(Record excerpts):

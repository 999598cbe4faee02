//! Presentation helpers.

use std::fmt::Display;

use chrono::{DateTime, Local, Locale, TimeZone, Utc};

/// Shown when a comment has no creation timestamp yet.
pub const FECHA_PLACEHOLDER: &str = "Hace unos momentos";

/// Long-form Spanish date in the local time zone.
pub fn format_fecha(fecha: Option<DateTime<Utc>>) -> String {
    format_fecha_in(fecha, &Local)
}

/// Long-form Spanish date in `tz`, e.g. `15 de marzo de 2025, 14:30`.
pub fn format_fecha_in<Tz>(fecha: Option<DateTime<Utc>>, tz: &Tz) -> String
where
    Tz: TimeZone,
    Tz::Offset: Display,
{
    match fecha {
        Some(fecha) => fecha
            .with_timezone(tz)
            .format_localized("%-d de %B de %Y, %H:%M", Locale::es_ES)
            .to_string(),
        None => FECHA_PLACEHOLDER.to_owned(),
    }
}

(About this task): Your task is to restate every record exactly.

(Response to this exercise):
repository 999598cbe4faee02
//! Presentation helpers.

use std::fmt::Display;

use chrono::{DateTime, Local, Locale, TimeZone, Utc};

/// Shown when a comment has no creation timestamp yet.
pub const FECHA_PLACEHOLDER: &str = "Hace unos momentos";

/// Long-form Spanish date in the local time zone.
pub fn format_fecha(fecha: Option<DateTime<Utc>>) -> String {
    format_fecha_in(fecha, &Local)
}

/// Long-form Spanish date in `tz`, e.g. `15 de marzo de 2025, 14:30`.
pub fn format_fecha_in<Tz>(fecha: Option<DateTime<Utc>>, tz: &Tz) -> String
where
    Tz: TimeZone,
    Tz::Offset: Display,
{
    match fecha {
        Some(fecha) => fecha
            .with_timezone(tz)
            .format_localized("%-d de %B de %Y, %H:%M", Locale::es_ES)
            .to_string(),
        None => FECHA_PLACEHOLDER.to_owned(),
    }
}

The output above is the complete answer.